Burwood Park is a testament to the strange and unexpected wonders that can be discovered in public spaces. I began my wander near the WWI memorial arch where I’d spied the white umbrellas of the park cafe. And I was glad for my coffee when I came upon the Sandakan memorial only a few meters further into the park. This commemorates the 2,345 Allied prisoners of war held captive in Borneo and forced to march from Sandakan to Ranau during WWII. Only six of them survived.
On this beautiful sunny day in early November I contemplated the awful suffering of the thousands of men and women caught in world conflicts. But as I continued to explore, the newly green grass on the cricket oval reminded me that it was spring, and the four months without rain had ended only two days before.
After spotting an outdoor performance shell, a giant chessboard, a mini lake, a community centre, a memorial to Confucius, and a multitude of Ibis, I left this unique public garden and walked south along eclectic Burwood Road. Burwood lies 10 kilometres west from the Sydney CBD between two of the old Aboriginal tracks that became Parramatta Road and Liverpool Road. Burwood Road stretches from north to south joining the two. Perhaps because of this geography, and the placement of the railway station just on the half way point, Burwood is one of those suburbs that despite the advent of a Westfield’s, has remained a lively strip; a mix of Middle Eastern restaurants mingling seductively with East Asian eateries. Sahara By The Park, Golden Globe Seafood, Sydney Dumpling King, Momiji Japanese, Mint Vietnamese, Little Nepal and Mee Noodle House, to name a few.
Burwood Road is grungy, never without traffic, especially buses; and the footpaths are crowded with commuters waiting to get on those buses, and pedestrians weaving their way between the station and the shopping centre. And there are smokers and beggars and dawdling couples and dogs in sidewalk cafes. And there are also two pubs: The Burwood Hotel and the Avalon Hotel.
Inside the Burwood Hotel the long counter of the bar has a glass wall behind it revealing the once hidden kitchen of the Burwood Eating House. This is where, according to their website, ‘East Meets West’. And so as you order your drinks you watch the white clad chefs juggle the pots and pans that will become Roasted Lamb Rump with pomegranate pearls and Wagyu Beef Burger with house pickle sauce or Korean Chicken Drumsticks with chilli, lime and peanuts.
And then there is the second pub, The Avondale Hotel. There are no glass windows here. The outside is a bottle shop but not one where you step inside to browse. The bottles of booze are displayed in a glass case set into the front wall of the pub and you ask for what you want through a barred window. Reminiscent of troubled outback towns rather than the main street of a lively Sydney suburb.
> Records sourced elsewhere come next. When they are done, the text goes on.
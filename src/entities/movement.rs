//! Movement entity - Immutable ledger entries for receipts and withdrawals.
//!
//! `item_id` is a weak reference: there is no foreign key, so deleting an item leaves
//! its movements in place. `timestamp` is the caller-supplied movement date stored as
//! `YYYY-MM-DD` or `YYYY-MM-DD HH:MM:SS`; `recorded_at` is when the row was written.

use sea_orm::entity::prelude::*;
use serde::{Deserialize, Serialize};
use std::fmt;

/// Direction of a stock movement
#[derive(
    Clone, Copy, Debug, PartialEq, Eq, Hash, EnumIter, DeriveActiveEnum, Serialize, Deserialize,
)]
#[sea_orm(rs_type = "String", db_type = "Text")]
pub enum MovementKind {
    /// Stock received into the stockroom
    #[sea_orm(string_value = "Receipt")]
    Receipt,
    /// Stock taken out of the stockroom
    #[sea_orm(string_value = "Withdrawal")]
    Withdrawal,
}

impl MovementKind {
    /// Applies the direction to a positive quantity.
    #[must_use]
    pub const fn signed(self, quantity: i64) -> i64 {
        match self {
            Self::Receipt => quantity,
            Self::Withdrawal => -quantity,
        }
    }
}

impl fmt::Display for MovementKind {
    fn fmt(&self, f: &mut fmt::Formatter<'_>) -> fmt::Result {
        match self {
            Self::Receipt => f.write_str("Receipt"),
            Self::Withdrawal => f.write_str("Withdrawal"),
        }
    }
}

/// Movement database model
#[derive(Clone, Debug, PartialEq, Eq, DeriveEntityModel, Serialize, Deserialize)]
#[sea_orm(table_name = "movements")]
pub struct Model {
    /// Monotonically increasing sequence number
    #[sea_orm(primary_key)]
    pub id: i64,
    /// Sequence identity of the item this movement applied to
    pub item_id: i64,
    /// Receipt or withdrawal
    pub kind: MovementKind,
    /// Positive quantity moved
    pub quantity: i64,
    /// Movement date, `YYYY-MM-DD[ HH:MM:SS]`
    pub timestamp: String,
    /// When the movement was written
    pub recorded_at: DateTimeUtc,
}

/// Movements reference items by id without a declared relation (no cascading).
#[derive(Copy, Clone, Debug, EnumIter, DeriveRelation)]
pub enum Relation {}

impl ActiveModelBehavior for ActiveModel {}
On the ground level is the front bar which I go into. The walk up and down the street has made me thirsty. There are three old fellows sitting on stools with a wall of screens above their heads. Every dog race in the country seems to be being broadcast loudly but despite this the men turn and look at me as I enter. Immediately one of them calls out, “Ladies are upstairs Love,” meaning the toilets I presume.
Obviously that’s the only reason a woman would ever step in here, the logic might run. And I’m not sure that they’d be wrong I think, as I climb the wildly out of place gold plated staircase, which conjures in my imagination the opulent casinos of Macau, not an old suburban pub in Australia. Or perhaps this is still a segregated pub, and it’s the Ladies Lounge they were directing me to. But at the top of the stairs is the VIP Lounge. I’m tempted to have a quick flutter. Luckily I also spot the door to the Ladies (toilet not Lounge) right next to the gambling den. I do need to go, so I silently thank the old blokes who are obviously mind readers.
When I come out I’m tempted by a long, open corridor; the covered balcony overlooking the railway line. This pub may have a narrow frontage but it hides architectural depth. And then I realise that this pub has a Bistro too, with what look like generous serves of classic pub food.
It isn’t enough to walk around Burwood I’ll have to come back and eat here, over and over again. Perhaps I’ll need to move in for a few months to really experience it properly. Unfortunately this suburb has classy old bones, reflected in the property prices. People want to live here, either in brand new high rise apartments or in beautiful old Federation houses that sit elegantly on cultivated quarter acre blocks. But that’s the beauty of being a tourist in my own city: window shopping and crowd gazing are free; and I can come back as many times as I want.
When we walk around our cities we discover unknown terrain, and later when we relive the small delights of that new landscape in our memories, although it remains communal civic space, it also becomes uniquely ours. In so doing history is rendered to a human scale and the future becomes cause for hope.